Mengapa Windows lebih rentan virus

Ada beberapa alas an mengapa system operasi Windows lebih rentan terhadap virus ketimbang system operasi lain khususnya open source . Berikut alasannya :

Banyak kalangan berpendapat bahwa virus di Windows adalah sistem operasi yang paling banyak digunakan. Sedangkan pangsa pasar Mac OS X dan Linux (Open Source) sangatlah jarang .Bagi orang awam ,mendengar kata Mac OS X atau Linux (atau Open Source) saja sudah merupakan hal yang asing. Dan dilihat dari “para calon korban” yang tidak begitu menguntungkan ,sehingga hal ini menyebabkan para pembuat virus “tidak tertarik” untuk membuat virus di Mac OS X dan Linux.
Menurut saya ,hal itu tidak sepenuhnya benar. Pada dasarnya virus ada bukan hanya karena ulah para programmer (nakal) tetapi juga dari segi kesempatan atau celah keamanan pada suatu sistem operasi maupun suatu aplikasi itu sendiri. Ditambah ada faktor-faktor psikis dan kebutuhan pada suatu organisasi atau perseorangan yang menyebabkan para pembuat virus itu ada .
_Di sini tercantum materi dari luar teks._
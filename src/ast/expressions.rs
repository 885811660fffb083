use std::fmt::{self, Display};

use crate::{lexer::tokens::Token, Span};

use super::ast::{Expr, Node};

#[derive(Debug, Clone, PartialEq)]
pub struct Identifier {
    pub token: Token,
    pub value: String,
}

impl From<Token> for Identifier {
    fn from(token: Token) -> Self {
        Identifier {
            value: token.value.clone(),
            token,
        }
    }
}

impl Node for Identifier {
    fn token_literal(&self) -> &str {
        &self.token.value
    }
    fn get_span(&self) -> &Span {
        &self.token.span
    }
}

impl Display for Identifier {
    fn fmt(&self, f: &mut fmt::Formatter<'_>) -> fmt::Result {
        write!(f, "{}", self.value)
    }
}

#[derive(Debug, Clone, PartialEq)]
pub struct IntegerLiteral {
    pub token: Token,
    pub value: i64,
}

impl Node for IntegerLiteral {
    fn token_literal(&self) -> &str {
        &self.token.value
    }
    fn get_span(&self) -> &Span {
        &self.token.span
    }
}

impl Display for IntegerLiteral {
    // Source text, so `0x10` stays `0x10`.
    fn fmt(&self, f: &mut fmt::Formatter<'_>) -> fmt::Result {
        write!(f, "{}", self.token.value)
    }
}

/// `-x` or `!x`. `token` is the operator.
#[derive(Debug, Clone, PartialEq)]
pub struct PrefixExpr {
    pub token: Token,
    pub operator: String,
    pub right: Box<Expr>,
}

impl Node for PrefixExpr {
    fn token_literal(&self) -> &str {
        &self.token.value
    }
    fn get_span(&self) -> &Span {
        &self.token.span
    }
}

impl Display for PrefixExpr {
    fn fmt(&self, f: &mut fmt::Formatter<'_>) -> fmt::Result {
        write!(f, "({}{})", self.operator, self.right)
    }
}

/// `left <op> right`. `token` is the operator.
#[derive(Debug, Clone, PartialEq)]
pub struct InfixExpr {
    pub token: Token,
    pub left: Box<Expr>,
    pub operator: String,
    pub right: Box<Expr>,
}

impl Node for InfixExpr {
    fn token_literal(&self) -> &str {
        &self.token.value
    }
    fn get_span(&self) -> &Span {
        &self.token.span
    }
}

impl Display for InfixExpr {
    fn fmt(&self, f: &mut fmt::Formatter<'_>) -> fmt::Result {
        write!(f, "({} {} {})", self.left, self.operator, self.right)
    }
}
  1. Celah keamanan pada suatu system operasi

Ada beberapa fitur penunjang yang berguna bagi para user yang terdapat di Windows ,yang justru menjadi boomerang. Fitur-fitur tersebut seperti pada aplikasi Microsoft Office yaitu  Visual Basic for Application yang memiliki akses seluas-luasnya terhadap aplikasi Microsoft Office bahkan system operasi ,kedua adanya fungsi VBA ketika file DOC/XLS dibuka . Kemudian celah yang berbahaya lainnya yaitu system Autorun pada media removable seperti flashdisk , hardisk ,atau CD . Para programmer (nakal) melihat ini sebagai celah yang paling strategis untuk meng”eksekusi” suatu system di dalam system operasi. Kebanyakan virus terutama lokal banyak memanfaatkan fitur ini sebagai “lorong terbuka” untuk dapat menyebarkan virusnya.
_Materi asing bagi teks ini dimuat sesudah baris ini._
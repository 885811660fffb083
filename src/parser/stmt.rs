use crate::{
    ast::{
        ast::Stmt,
        expressions::Identifier,
        statements::{ExpressionStmt, LetStmt, ReturnStmt},
    },
    lexer::{stream::TokenStream, tokens::TokenKind},
    parser::{expr::parse_expr, lookups::Precedence},
};

use super::parser::Parser;

/// Dispatches on the current token. Anything that is not a keyword starts an
/// expression statement.
pub fn parse_stmt<S: TokenStream>(parser: &mut Parser<S>) -> Option<Stmt> {
    match parser.current_token_kind() {
        TokenKind::Let => parse_let_stmt(parser),
        TokenKind::Return => parse_return_stmt(parser),
        _ => Some(parse_expression_stmt(parser)),
    }
}

/// `let <identifier> = <expression>;`
///
/// Leaves the parser on the statement's last token.
pub fn parse_let_stmt<S: TokenStream>(parser: &mut Parser<S>) -> Option<Stmt> {
    let token = parser.current_token().clone();

    let name = Identifier::from(parser.expect_peek(TokenKind::Identifier)?);

    parser.expect_peek(TokenKind::Assignment)?;
    parser.advance();

    let value = parse_expr(parser, Precedence::Lowest);

    if parser.peek_is(TokenKind::Semicolon) {
        parser.advance();
    }

    Some(Stmt::Let(LetStmt { token, name, value }))
}

/// `return <expression>;`, where the expression may be left out.
pub fn parse_return_stmt<S: TokenStream>(parser: &mut Parser<S>) -> Option<Stmt> {
    let token = parser.current_token().clone();

    let value = if parser.peek_is(TokenKind::Semicolon) || parser.peek_is(TokenKind::EOF) {
        None
    } else {
        parser.advance();
        parse_expr(parser, Precedence::Lowest)
    };

    if parser.peek_is(TokenKind::Semicolon) {
        parser.advance();
    }

    Some(Stmt::Return(ReturnStmt { token, value }))
}

/// A lone expression. The trailing `;` is optional, so `1 + 2` on its own is
/// a complete statement.
pub fn parse_expression_stmt<S: TokenStream>(parser: &mut Parser<S>) -> Stmt {
    let token = parser.current_token().clone();
    let expression = parse_expr(parser, Precedence::Lowest);

    if parser.peek_is(TokenKind::Semicolon) {
        parser.advance();
    }

    Stmt::Expression(ExpressionStmt { token, expression })
}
Bagaimanapun, Windows (hingga Windows Me) berbasis kernel DOS yang nenek moyangnya berasal dari sebuah file : IO.SYS pada root directory. Kernel ini berfungsi menjembatani antara hardware aplikasi yang hendak memanfaatkan hardware. Interrupt 13 sebagai fungsi baca/tulis pada Kernel berbasis DOS. Sebuah virus (maupun file EXE apapun) dapat mencegat fungsi interrupt 13 ini sebagai lahan untuk penyebaran  virus. Sebagai gambaran ,ketika Word melakukakn Save ke harddisk ,si virus menangkap perintah save ini dan sebelum ditulis ke harddisk , si virus menempelkan dulu dirinya ke file itu agar kelak ketika dibuka virusnya hidup kembali.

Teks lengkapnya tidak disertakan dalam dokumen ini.